BEGIN Exercise data

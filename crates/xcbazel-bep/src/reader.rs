//! Line reader for files that are still being written.
//!
//! Bazel appends to the build event file for the whole duration of the
//! build, so a read can stop in the middle of a record. The accumulator
//! keeps such partial content until the rest of the line shows up.

use std::fs::File;
use std::io::{self, BufRead, BufReader};
use std::path::Path;

/// Buffers partial reads from a growing stream and yields complete lines.
#[derive(Debug)]
pub struct LineAccumulator<R> {
    reader: R,
    pending: Vec<u8>,
}

impl LineAccumulator<BufReader<File>> {
    /// Open `path` for reading from its beginning.
    pub fn open(path: &Path) -> io::Result<Self> {
        Ok(Self::new(BufReader::new(File::open(path)?)))
    }
}

impl<R: BufRead> LineAccumulator<R> {
    /// Wrap a buffered reader.
    pub fn new(reader: R) -> Self {
        Self {
            reader,
            pending: Vec::new(),
        }
    }

    /// Check the stream for a newly completed line.
    ///
    /// Returns the line including its `\n` terminator once one has been
    /// fully assembled, or `None` if only a partial line (or nothing) is
    /// available so far. Never blocks waiting for more data.
    pub fn check_for_changes(&mut self) -> io::Result<Option<String>> {
        let read = self.reader.read_until(b'\n', &mut self.pending)?;
        if read == 0 || self.pending.last() != Some(&b'\n') {
            return Ok(None);
        }

        // Bazel may emit invalid UTF-8 in captured tool output; keep going.
        let line = String::from_utf8_lossy(&self.pending).into_owned();
        self.pending.clear();
        Ok(Some(line))
    }

    /// Number of buffered bytes belonging to an unfinished line.
    pub fn pending_len(&self) -> usize {
        self.pending.len()
    }
}

#[cfg(test)]
mod tests {
    use super::*;
    use std::fs::OpenOptions;
    use std::io::{Cursor, Write};
    use tempfile::TempDir;

    #[test]
    fn test_multiple_lines() {
        let input = Cursor::new(b"First Line.\nSecond Line.\nThird Line.\n".to_vec());
        let mut reader = LineAccumulator::new(input);

        assert_eq!(reader.check_for_changes().unwrap().as_deref(), Some("First Line.\n"));
        assert_eq!(reader.check_for_changes().unwrap().as_deref(), Some("Second Line.\n"));
        assert_eq!(reader.check_for_changes().unwrap().as_deref(), Some("Third Line.\n"));
        assert_eq!(reader.check_for_changes().unwrap(), None);
    }

    #[test]
    fn test_partial_line_is_held_back() {
        let temp = TempDir::new().unwrap();
        let path = temp.path().join("events.json");
        let mut writer = OpenOptions::new()
            .create(true)
            .append(true)
            .open(&path)
            .unwrap();
        let mut reader = LineAccumulator::open(&path).unwrap();

        assert_eq!(reader.check_for_changes().unwrap(), None);

        writer.write_all(b"ab").unwrap();
        writer.flush().unwrap();
        assert_eq!(reader.check_for_changes().unwrap(), None);
        assert_eq!(reader.pending_len(), 2);

        writer.write_all(b"c\n").unwrap();
        writer.flush().unwrap();
        assert_eq!(reader.check_for_changes().unwrap().as_deref(), Some("abc\n"));
        assert_eq!(reader.pending_len(), 0);
    }

    #[test]
    fn test_idle_polls_consume_nothing() {
        let temp = TempDir::new().unwrap();
        let path = temp.path().join("events.json");
        let mut writer = File::create(&path).unwrap();
        let mut reader = LineAccumulator::open(&path).unwrap();

        for _ in 0..5 {
            assert_eq!(reader.check_for_changes().unwrap(), None);
        }

        writer.write_all(b"line\n").unwrap();
        writer.flush().unwrap();
        assert_eq!(reader.check_for_changes().unwrap().as_deref(), Some("line\n"));
    }

    #[test]
    fn test_invalid_utf8_is_replaced() {
        let input = Cursor::new(b"ok \xff\n".to_vec());
        let mut reader = LineAccumulator::new(input);

        let line = reader.check_for_changes().unwrap().unwrap();
        assert!(line.starts_with("ok "));
        assert!(line.ends_with('\n'));
    }
}
//! A single decoded build event.

use std::path::PathBuf;

use serde::Deserialize;
use serde_json::Value;

use crate::error::EventError;
use crate::FILE_URI_PREFIX;

/// Wire shape of the fields we care about. Everything else is ignored.
#[derive(Debug, Default, Deserialize)]
#[serde(rename_all = "camelCase")]
struct WireEvent {
    id: Option<Value>,
    #[serde(default)]
    children: Vec<Value>,
    progress: Option<WireProgress>,
    named_set_of_files: Option<WireNamedSet>,
}

#[derive(Debug, Default, Deserialize)]
struct WireProgress {
    stdout: Option<String>,
    stderr: Option<String>,
}

#[derive(Debug, Default, Deserialize)]
struct WireNamedSet {
    #[serde(default)]
    files: Vec<WireFile>,
}

#[derive(Debug, Default, Deserialize)]
struct WireFile {
    #[serde(default)]
    uri: String,
}

/// Canonical string form of a build event identifier.
///
/// Identifiers are structured JSON values compared by deep equality, so they
/// are keyed by their RFC 8785 canonical serialization (key order and number
/// formatting never affect the key).
pub fn event_key(id: &Value) -> Result<String, EventError> {
    let jcs_bytes = serde_json_canonicalizer::to_vec(id)
        .map_err(|e| EventError::Canonicalize(e.to_string()))?;
    Ok(String::from_utf8_lossy(&jcs_bytes).into_owned())
}

/// One parsed line of the build event stream.
#[derive(Debug, Clone, PartialEq)]
pub struct BuildEvent {
    raw: Value,
    id: Option<Value>,
    key: Option<String>,
    children: Vec<Value>,
    children_keys: Vec<String>,
    stdout: Option<String>,
    stderr: Option<String>,
    files: Vec<PathBuf>,
}

impl BuildEvent {
    /// Decode one line of the event file.
    pub fn from_line(line: &str) -> Result<Self, EventError> {
        let value: Value = serde_json::from_str(line.trim_end())?;
        Self::from_value(value)
    }

    /// Build an event from an already-decoded JSON object.
    pub fn from_value(raw: Value) -> Result<Self, EventError> {
        if !raw.is_object() {
            return Err(EventError::NotAnObject(raw.to_string()));
        }
        let wire: WireEvent = serde_json::from_value(raw.clone())?;

        let key = wire.id.as_ref().map(event_key).transpose()?;
        let children_keys = wire
            .children
            .iter()
            .map(event_key)
            .collect::<Result<Vec<_>, _>>()?;

        let (stdout, stderr) = match wire.progress {
            Some(progress) => (progress.stdout, progress.stderr),
            None => (None, None),
        };

        let files = wire
            .named_set_of_files
            .map(|set| {
                set.files
                    .iter()
                    .filter_map(|file| file.uri.strip_prefix(FILE_URI_PREFIX))
                    .map(PathBuf::from)
                    .collect()
            })
            .unwrap_or_default();

        Ok(Self {
            raw,
            id: wire.id,
            key,
            children: wire.children,
            children_keys,
            stdout,
            stderr,
            files,
        })
    }

    /// The event identifier, if the event carried one.
    pub fn id(&self) -> Option<&Value> {
        self.id.as_ref()
    }

    /// Canonical key of [`Self::id`].
    pub fn key(&self) -> Option<&str> {
        self.key.as_deref()
    }

    /// Declared child identifiers, in stream order.
    pub fn children(&self) -> &[Value] {
        &self.children
    }

    /// Canonical keys of the declared children.
    pub fn children_keys(&self) -> &[String] {
        &self.children_keys
    }

    /// Captured standard output forwarded by Bazel.
    pub fn stdout(&self) -> Option<&str> {
        self.stdout.as_deref()
    }

    /// Captured standard error forwarded by Bazel.
    pub fn stderr(&self) -> Option<&str> {
        self.stderr.as_deref()
    }

    /// Local file paths announced by a `namedSetOfFiles` event.
    pub fn files(&self) -> &[PathBuf] {
        &self.files
    }

    /// The full decoded JSON object.
    pub fn raw(&self) -> &Value {
        &self.raw
    }
}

END Exercise data

[Assignment] Please show the lines of the material that contain the string "create".

[Exercise response]
            .create(true)
        let mut writer = File::create(&path).unwrap();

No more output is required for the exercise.